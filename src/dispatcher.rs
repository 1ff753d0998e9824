//! Resolution of hardware button events into daemon actions.
//!
//! The dispatcher is stateless: each event is looked up against the current
//! settings and turned into at most one [`Action`]. Executing the action is
//! somebody else's job (see [`crate::providers::actions`]).

use std::fmt;

use log::debug;

use crate::{config::ConfigStore, keyboard::VirtualKey};

/// Raw event identifier delivered by the platform's hotkey source.
#[derive(Debug, Clone, Copy, PartialEq, Eq, Hash)]
pub struct HardwareEvent(pub i32);

impl HardwareEvent {
    /// "M3" button, bound through the `m3` setting.
    pub const M3: HardwareEvent = HardwareEvent(124);
    /// "M4" / ROG button, bound through the `m4` setting.
    pub const M4: HardwareEvent = HardwareEvent(56);
    /// Fn+F5.
    pub const FN_F5: HardwareEvent = HardwareEvent(174);
    /// Fn+F4.
    pub const FN_F4: HardwareEvent = HardwareEvent(179);
    pub const BATTERY_UNPLUGGED: HardwareEvent = HardwareEvent(87);
    pub const BATTERY_PLUGGED: HardwareEvent = HardwareEvent(88);
}

impl fmt::Display for HardwareEvent {
    fn fmt(&self, f: &mut fmt::Formatter<'_>) -> fmt::Result {
        write!(f, "#{}", self.0)
    }
}

/// What the daemon should do in response to an event.
#[derive(Debug, Clone, PartialEq, Eq)]
pub enum Action {
    ToggleVisibility,
    CyclePerformanceMode,
    CycleLightingMode,
    PressKey(VirtualKey),
    /// Run the user's custom command; an empty command does nothing.
    Launch(String),
    /// Re-apply power-dependent settings; `true` when on mains.
    ApplyPowerSource(bool),
    None,
}

/// Setting keys consulted by the dispatcher.
pub mod keys {
    pub const M3: &str = "m3";
    pub const M3_CUSTOM: &str = "m3_custom";
    pub const M4: &str = "m4";
    pub const M4_CUSTOM: &str = "m4_custom";
}

/// Maps `(event, current settings)` to an [`Action`].
///
/// | event | setting | action |
/// |---|---|---|
/// | 124 (M3) | `m3` | 1 play/pause, 2 cycle lighting, 3 launch `m3_custom`, else mute |
/// | 56 (M4) | `m4` | 1 toggle visibility, 2 launch `m4_custom`, else cycle mode |
/// | 174 | | cycle performance mode |
/// | 179 | | cycle lighting mode |
/// | 87, 88 | | nothing (power source hooks) |
/// | other | | nothing |
///
/// # Example
///
/// ```no_run
/// use laptopctld::{config::ConfigStore, dispatcher::{Action, EventDispatcher, HardwareEvent}};
///
/// # async fn example(store: ConfigStore) -> anyhow::Result<()> {
/// store.set("m4", 2).await?;
/// store.set("m4_custom", "foo.exe").await?;
///
/// let dispatcher = EventDispatcher::new(store);
/// assert_eq!(
///     dispatcher.resolve(HardwareEvent::M4).await,
///     Action::Launch("foo.exe".into())
/// );
/// # Ok(())
/// # }
/// ```
#[derive(Debug, Clone)]
pub struct EventDispatcher {
    store: ConfigStore,
}

impl EventDispatcher {
    pub fn new(store: ConfigStore) -> Self {
        Self { store }
    }

    pub async fn resolve(&self, event: HardwareEvent) -> Action {
        let action = match event {
            HardwareEvent::M3 => match self.store.get_int(keys::M3).await {
                1 => Action::PressKey(VirtualKey::MediaPlayPause),
                2 => Action::CycleLightingMode,
                3 => self.custom_command(keys::M3_CUSTOM).await,
                _ => Action::PressKey(VirtualKey::VolumeMute),
            },
            HardwareEvent::M4 => match self.store.get_int(keys::M4).await {
                1 => Action::ToggleVisibility,
                2 => self.custom_command(keys::M4_CUSTOM).await,
                _ => Action::CyclePerformanceMode,
            },
            HardwareEvent::FN_F5 => Action::CyclePerformanceMode,
            HardwareEvent::FN_F4 => Action::CycleLightingMode,
            // Power source changes are reported but not acted on.
            HardwareEvent::BATTERY_UNPLUGGED | HardwareEvent::BATTERY_PLUGGED => Action::None,
            _ => Action::None,
        };

        debug!("Event {event} resolved to {action:?}");
        action
    }

    async fn custom_command(&self, key: &str) -> Action {
        Action::Launch(self.store.get_string(key).await.unwrap_or_default())
    }
}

────

Instructions for the task:
Starting at the line above that contains "pub const M4_CUSTOM: &str", write out each line exactly until the line that contains "else mute |" has been written, and stop there.

Task answer:
    pub const M4_CUSTOM: &str = "m4_custom";
}

/// Maps `(event, current settings)` to an [`Action`].
///
/// | event | setting | action |
/// |---|---|---|
/// | 124 (M3) | `m3` | 1 play/pause, 2 cycle lighting, 3 launch `m3_custom`, else mute |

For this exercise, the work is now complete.